Sunday, June 24, 2012

Matthew Pizzolato: The Wanted Man

The Wanted Man
by Matthew Pizzolato

Romancing The West welcomes a friend of all Western readers and writers, Matthew Pizzolato. His short stories have been published online and in print in such publications as: BEAT to a PULP!, The Copperfield Review, Pulp Modern, Frontier Tales Magazine, and The Storyteller. Matthew also writes a weekly NASCAR column for Insider Racing News and is a contributing writer for He's a member of Western Fictioneers.

Matthew can be contacted via his personal website or on Twitter at @mattpizzolato. When he's not writing, Matthew is the editor and webmaster of The Western Online.

RTW: Thanks for stopping by this week, Matthew. To get us started, please tell us about your new release.

MP: The Wanted Man is a collection of eight short stories set in the American West and touches on themes of vengeance, abuse and honor. Texas Ranger Jud Nelson appears in the title story and receives some aid from an unlikely source in chasing down a killer. Outlaw Wesley Quaid discovers that not only is the law on his trail in the form of Ranger Jud Nelson but a hired assassin has been paid to kill him. Is Texas big enough for the three of them?
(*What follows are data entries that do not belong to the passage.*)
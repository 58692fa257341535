//! Locate, download, launch or attach to a Chromium instance.

use anyhow::{Context, Result};
use chromiumoxide::browser::{Browser, BrowserConfigBuilder, HeadlessMode};
use chromiumoxide::fetcher::{BrowserFetcher, BrowserFetcherOptions};
use chromiumoxide::handler::Handler;
use futures::StreamExt;
use std::path::PathBuf;
use std::process::Command;
use std::time::Duration;
use tokio::task::{self, JoinHandle};
use tracing::{error, info, trace, warn};

use crate::utils::constants::CHROME_USER_AGENT;

/// Platform install locations, most common first.
fn candidate_paths() -> Vec<PathBuf> {
    if cfg!(target_os = "windows") {
        let mut roots: Vec<PathBuf> = vec![
            PathBuf::from(r"C:\Program Files"),
            PathBuf::from(r"C:\Program Files (x86)"),
        ];
        if let Some(local) = dirs::data_local_dir() {
            roots.push(local);
        }
        roots
            .into_iter()
            .flat_map(|root| {
                [
                    root.join(r"Google\Chrome\Application\chrome.exe"),
                    root.join(r"Chromium\Application\chrome.exe"),
                ]
            })
            .collect()
    } else if cfg!(target_os = "macos") {
        let mut paths: Vec<PathBuf> = [
            "/Applications/Google Chrome.app/Contents/MacOS/Google Chrome",
            "/Applications/Chromium.app/Contents/MacOS/Chromium",
            "/Applications/Google Chrome Canary.app/Contents/MacOS/Google Chrome Canary",
            "/opt/homebrew/bin/chromium",
        ]
        .iter()
        .map(PathBuf::from)
        .collect();
        if let Some(home) = dirs::home_dir() {
            paths.push(home.join("Applications/Google Chrome.app/Contents/MacOS/Google Chrome"));
            paths.push(home.join("Applications/Chromium.app/Contents/MacOS/Chromium"));
        }
        paths
    } else {
        [
            "/usr/bin/google-chrome",
            "/usr/bin/google-chrome-stable",
            "/usr/bin/chromium",
            "/usr/bin/chromium-browser",
            "/snap/bin/chromium",
            "/usr/local/bin/chromium",
            "/opt/google/chrome/chrome",
        ]
        .iter()
        .map(PathBuf::from)
        .collect()
    }
}

/// Find a Chrome/Chromium executable. `CHROMIUM_PATH` overrides discovery.
pub fn find_browser_executable() -> Result<PathBuf> {
    if let Ok(path) = std::env::var("CHROMIUM_PATH") {
        let path = PathBuf::from(path);
        if path.exists() {
            info!("Using browser from CHROMIUM_PATH: {}", path.display());
            return Ok(path);
        }
        warn!("CHROMIUM_PATH points to a missing file: {}", path.display());
    }

    if let Some(path) = candidate_paths().into_iter().find(|p| p.exists()) {
        info!("Found browser at: {}", path.display());
        return Ok(path);
    }

    if !cfg!(target_os = "windows") {
        for cmd in &["chromium", "chromium-browser", "google-chrome", "chrome"] {
            if let Ok(output) = Command::new("which").arg(cmd).output()
                && output.status.success()
            {
                let path_str = String::from_utf8_lossy(&output.stdout).trim().to_string();
                if !path_str.is_empty() {
                    let path = PathBuf::from(path_str);
                    info!("Found browser on PATH: {}", path.display());
                    return Ok(path);
                }
            }
        }
    }

    warn!("No Chrome/Chromium executable found");
    Err(anyhow::anyhow!("Chrome/Chromium executable not found"))
}

/// Download a managed Chromium into the user cache directory.
pub async fn download_managed_browser() -> Result<PathBuf> {
    info!("Downloading managed Chromium browser...");

    let cache_dir = dirs::cache_dir()
        .unwrap_or_else(|| {
            let fallback = std::env::temp_dir();
            warn!(
                "Could not determine user cache directory, using {}",
                fallback.display()
            );
            fallback
        })
        .join("kodegen-siteaudit")
        .join("chromium");

    tokio::fs::create_dir_all(&cache_dir)
        .await
        .context("Failed to create browser cache directory")?;

    let fetcher = BrowserFetcher::new(
        BrowserFetcherOptions::builder()
            .with_path(&cache_dir)
            .build()
            .context("Failed to build fetcher options")?,
    );

    let revision_info = fetcher.fetch().await.context("Failed to fetch browser")?;
    info!(
        "Downloaded Chromium to: {}",
        revision_info.folder_path.display()
    );

    Ok(revision_info.executable_path)
}

/// Drive the CDP handler until the connection ends.
fn spawn_handler(mut handler: Handler) -> JoinHandle<()> {
    task::spawn(async move {
        while let Some(event) = handler.next().await {
            if let Err(e) = event {
                let error_msg = e.to_string();

                // chromiumoxide cannot decode some newer CDP events; these are noise
                let is_benign_serialization_error = error_msg
                    .contains("data did not match any variant of untagged enum Message")
                    || error_msg.contains("Failed to deserialize WS response");

                if is_benign_serialization_error {
                    trace!("Suppressed benign CDP serialization error: {error_msg}");
                } else {
                    error!("Browser handler error: {e:?}");
                }
            }
        }
        info!("Browser handler task completed");
    })
}

/// Launch an isolated Chromium with its own profile directory.
///
/// Without `chrome_data_dir` each call gets a fresh directory under the temp
/// dir so concurrent batches never contend for a profile lock.
pub async fn launch_browser(
    headless: bool,
    chrome_data_dir: Option<PathBuf>,
) -> Result<(Browser, JoinHandle<()>, PathBuf)> {
    let chrome_path = match find_browser_executable() {
        Ok(path) => path,
        Err(_) => download_managed_browser().await?,
    };

    let user_data_dir = chrome_data_dir.unwrap_or_else(|| {
        std::env::temp_dir().join(format!("kodegen_siteaudit_{}", uuid::Uuid::new_v4()))
    });
    tokio::fs::create_dir_all(&user_data_dir)
        .await
        .context("Failed to create user data directory")?;

    let mut config_builder = BrowserConfigBuilder::default()
        .request_timeout(Duration::from_secs(30))
        .window_size(1920, 1080)
        .user_data_dir(user_data_dir.clone())
        .chrome_executable(chrome_path);

    config_builder = if headless {
        config_builder.headless_mode(HeadlessMode::default())
    } else {
        config_builder.with_head()
    };

    config_builder = config_builder
        .arg(format!("--user-agent={CHROME_USER_AGENT}"))
        .arg("--disable-blink-features=AutomationControlled")
        .arg("--no-first-run")
        .arg("--no-default-browser-check")
        .arg("--no-sandbox")
        .arg("--disable-setuid-sandbox")
        .arg("--disable-dev-shm-usage")
        .arg("--disable-extensions")
        .arg("--disable-notifications")
        .arg("--disable-background-networking")
        .arg("--disable-background-timer-throttling")
        .arg("--disable-backgrounding-occluded-windows")
        .arg("--disable-renderer-backgrounding")
        .arg("--disable-breakpad")
        .arg("--disable-hang-monitor")
        .arg("--password-store=basic")
        .arg("--use-mock-keychain")
        .arg("--hide-scrollbars")
        .arg("--mute-audio");

    let browser_config = config_builder
        .build()
        .map_err(|e| anyhow::anyhow!("Failed to build browser config: {e}"))?;

    info!("Launching browser (headless: {headless}, profile: {})", user_data_dir.display());
    let (browser, handler) = Browser::launch(browser_config)
        .await
        .context("Failed to launch browser")?;

    Ok((browser, spawn_handler(handler), user_data_dir))
}

/// Attach to a running browser's remote debugging endpoint
/// (`http://host:port` or a `ws://` debugger URL).
pub async fn connect_browser(endpoint: &str) -> Result<(Browser, JoinHandle<()>)> {
    info!("Attaching to browser at {endpoint}");
    let (browser, handler) = Browser::connect(endpoint)
        .await
        .with_context(|| format!("Failed to connect to browser at {endpoint}"))?;

    Ok((browser, spawn_handler(handler)))
}
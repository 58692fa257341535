//! Audit event stream
//!
//! A batch writes tagged events through an [`EventSink`]; the caller reads
//! them from an [`AuditStream`] and, at the HTTP boundary, turns them into
//! newline-delimited `LOG:`/`RESULT:`/`GLOBAL_RESULT:`/`ERROR:` lines.

pub mod sink;
pub mod stream;
pub mod types;

pub use sink::EventSink;
pub use stream::AuditStream;
pub use types::AuditEvent;
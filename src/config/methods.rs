//! Fluent setters for `AuditConfigBuilder`

use std::path::PathBuf;

use super::builder::AuditConfigBuilder;
use super::types::{AccessibilityEngineSource, BrowserEngine, ContextStrategy};

impl AuditConfigBuilder {
    #[must_use]
    pub fn browser_engine(mut self, engine: BrowserEngine) -> Self {
        self.config.browser_engine = engine;
        self
    }

    /// Launch a local browser. `headless = false` shows a window and is only
    /// honoured in debug builds.
    #[must_use]
    pub fn launch(self, headless: bool) -> Self {
        self.browser_engine(BrowserEngine::Launch { headless })
    }

    /// Attach to a running browser instead of launching one.
    #[must_use]
    pub fn attach(self, endpoint: impl Into<String>) -> Self {
        self.browser_engine(BrowserEngine::Attach {
            endpoint: endpoint.into(),
        })
    }

    #[must_use]
    pub fn context_strategy(mut self, strategy: ContextStrategy) -> Self {
        self.config.context_strategy = strategy;
        self
    }

    #[must_use]
    pub fn chrome_data_dir(mut self, dir: impl Into<PathBuf>) -> Self {
        self.config.chrome_data_dir = Some(dir.into());
        self
    }

    /// Links probed per page. Valid range: 1-50
    #[must_use]
    pub fn link_check_limit(mut self, limit: usize) -> Self {
        self.config.link_check_limit = limit;
        self
    }

    #[must_use]
    pub fn link_check_timeout_ms(mut self, timeout_ms: u64) -> Self {
        self.config.link_check_timeout_ms = timeout_ms;
        self
    }

    #[must_use]
    pub fn capture_screenshots(mut self, capture: bool) -> Self {
        self.config.capture_screenshots = capture;
        self
    }

    #[must_use]
    pub fn screenshot_quality(mut self, quality: u8) -> Self {
        self.config.screenshot_quality = quality;
        self
    }

    #[must_use]
    pub fn page_open_timeout_ms(mut self, timeout_ms: u64) -> Self {
        self.config.page_open_timeout_ms = timeout_ms;
        self
    }

    #[must_use]
    pub fn global_phase_timeout_ms(mut self, timeout_ms: u64) -> Self {
        self.config.global_phase_timeout_ms = timeout_ms;
        self
    }

    /// Auto-scroll heuristic: step size, delay between steps, step cap.
    #[must_use]
    pub fn auto_scroll(mut self, distance_px: u32, interval_ms: u64, max_iterations: u32) -> Self {
        self.config.scroll_distance_px = distance_px;
        self.config.scroll_interval_ms = interval_ms;
        self.config.max_scroll_iterations = max_iterations;
        self
    }

    #[must_use]
    pub fn settle_delay_ms(mut self, delay_ms: u64) -> Self {
        self.config.settle_delay_ms = delay_ms;
        self
    }

    #[must_use]
    pub fn accessibility_engine(mut self, source: AccessibilityEngineSource) -> Self {
        self.config.accessibility_engine = source;
        self
    }

    #[must_use]
    pub fn dns_timeout_secs(mut self, secs: u64) -> Self {
        self.config.dns_timeout_secs = secs;
        self
    }

    #[must_use]
    pub fn max_concurrency(mut self, max: usize) -> Self {
        self.config.max_concurrency = max;
        self
    }
}
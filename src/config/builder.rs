//! Builder for `AuditConfig`
//!
//! Every field has a default, so the builder only validates ranges and the
//! attach endpoint in `build()`.

use anyhow::{Result, anyhow};

use super::types::{AuditConfig, BrowserEngine};
use crate::utils::constants::MAX_LINK_CHECK_LIMIT;

#[derive(Debug, Clone, Default)]
pub struct AuditConfigBuilder {
    pub(crate) config: AuditConfig,
}

impl AuditConfig {
    /// Create a builder for configuring an `AuditConfig` with a fluent interface
    #[must_use]
    pub fn builder() -> AuditConfigBuilder {
        AuditConfigBuilder::default()
    }
}

impl AuditConfigBuilder {
    pub fn build(self) -> Result<AuditConfig> {
        #[allow(unused_mut)]
        let mut config = self.config;

        // Headed mode is only available in debug builds
        #[cfg(not(debug_assertions))]
        if let BrowserEngine::Launch { headless } = &mut config.browser_engine
            && !*headless
        {
            tracing::warn!(
                "Forcing headless mode in release build. \
                Headed mode is only available in debug builds for development."
            );
            *headless = true;
        }

        if !(1..=MAX_LINK_CHECK_LIMIT).contains(&config.link_check_limit) {
            return Err(anyhow!(
                "link_check_limit must be between 1 and {MAX_LINK_CHECK_LIMIT}, got {}",
                config.link_check_limit
            ));
        }
        if !(1..=100).contains(&config.screenshot_quality) {
            return Err(anyhow!(
                "screenshot_quality must be between 1 and 100, got {}",
                config.screenshot_quality
            ));
        }
        if config.max_concurrency == 0 {
            return Err(anyhow!("max_concurrency must be at least 1"));
        }
        if config.max_scroll_iterations == 0 || config.scroll_distance_px == 0 {
            return Err(anyhow!("auto-scroll distance and iteration count must be positive"));
        }
        for (name, value) in [
            ("link_check_timeout_ms", config.link_check_timeout_ms),
            ("page_open_timeout_ms", config.page_open_timeout_ms),
            ("global_phase_timeout_ms", config.global_phase_timeout_ms),
            ("dns_timeout_secs", config.dns_timeout_secs),
        ] {
            if value == 0 {
                return Err(anyhow!("{name} must be greater than zero"));
            }
        }

        if let BrowserEngine::Attach { endpoint } = &config.browser_engine {
            let parsed = url::Url::parse(endpoint)
                .map_err(|e| anyhow!("Invalid remote debugging endpoint '{endpoint}': {e}"))?;
            if !matches!(parsed.scheme(), "http" | "https" | "ws" | "wss") {
                return Err(anyhow!(
                    "Remote debugging endpoint must use http(s) or ws(s), got '{}'",
                    parsed.scheme()
                ));
            }
        }

        Ok(config)
    }
}
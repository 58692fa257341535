// Category HTTP Server: Site Audit
//
// Serves the streaming batch audit and sitemap discovery endpoints.
// Binds SITEAUDIT_HOST:SITEAUDIT_PORT, 127.0.0.1:3000 by default.

use std::net::SocketAddr;

use anyhow::{Context, Result};
use kodegen_tools_siteaudit::analyzers::http_client;
use kodegen_tools_siteaudit::server::{ServerState, serve};
use kodegen_tools_siteaudit::{AuditConfig, BatchOrchestrator, SitemapDiscovery};
use tracing_subscriber::EnvFilter;

const DEFAULT_HOST: &str = "127.0.0.1";
const DEFAULT_PORT: u16 = 3000;

fn bind_address() -> Result<SocketAddr> {
    let host = std::env::var("SITEAUDIT_HOST").unwrap_or_else(|_| DEFAULT_HOST.to_string());
    let port = match std::env::var("SITEAUDIT_PORT") {
        Ok(raw) => raw
            .trim()
            .parse::<u16>()
            .with_context(|| format!("SITEAUDIT_PORT is not a port number: {raw}"))?,
        Err(_) => DEFAULT_PORT,
    };
    format!("{host}:{port}")
        .parse()
        .with_context(|| format!("Invalid bind address {host}:{port}"))
}

async fn shutdown_signal() {
    if let Err(e) = tokio::signal::ctrl_c().await {
        tracing::error!("Failed to listen for shutdown signal: {e}");
        std::future::pending::<()>().await;
    }
    tracing::info!("Shutdown signal received");
}

#[tokio::main]
async fn main() -> Result<()> {
    tracing_subscriber::fmt()
        .with_env_filter(
            EnvFilter::try_from_default_env().unwrap_or_else(|_| EnvFilter::new("info")),
        )
        .init();

    let config = AuditConfig::from_env().context("Invalid SITEAUDIT_* configuration")?;
    tracing::info!(
        "Browser engine: {:?}, context strategy: {:?}",
        config.browser_engine(),
        config.context_strategy()
    );

    let state = ServerState {
        orchestrator: BatchOrchestrator::new(config),
        sitemaps: SitemapDiscovery::new(http_client()?),
    };

    serve(bind_address()?, state, shutdown_signal()).await
}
Matthew is giving away a $20 Amazon Gift Certificate.
(See details below)

RTW : What aspect of life in the Old West intrigues you the most? Did you work that into The Wanted Man?

MP: Self reliance. In my opinion, self reliance is something that is lacking in today's culture that was prevalent during the Old West. During that time period, people had to fend for themselves. There were no policemen to call if someone harmed them. They had to provide food and shelter for themselves and their families. People have become too dependant on modern convinces and forget that hunger, thirst and cold are still lurking in the shadows.

All of my characters, whether they are lawmen like Jud Nelson, outlaws like Wesley Quaid, killers like the assassin Sabrina, or just everyday people are self reliant. They may work together to help each other on occasion, but they depend on no one but themselves.

RTW : If you lived in during the Old West, what modern convenience would you miss the most?

MP: Air conditioning. I work as a meat cutter when I'm not writing, so I've become accustomed to being inside in cool temperatures. That is one convenience that I take for granted and am reminded of how much I miss it whenever I spend a weekend civil war reenacting. Everything we do has to be period correct, from how we cook our food to the tents and the clothes we wear. I live in Louisiana, so wearing wool in ninety degree plus temperatures can get quite warm.

RTW: You'll get no argument from me on the air conditioning! If a person who had never read a Western asked you for a recommendation, what novel or movie would you recommend and why? What did the author do to bring the story alive for you?

MP: The Sackett Brand by Louis L'Amour, or anything else by L'Amour for that matter. His characters are portrayed as real people who live by a code. The Sackett Brand exemplifies what I consider to be the three virtues of a Western: honor, integrity and loyalty. Even the villains in L'Amour's work had a sense of honor. There was a line that they wouldn't cross and that is what draws me to his work.

RTW : Are there any common errors in westerns that bug you? If so, please set us straight.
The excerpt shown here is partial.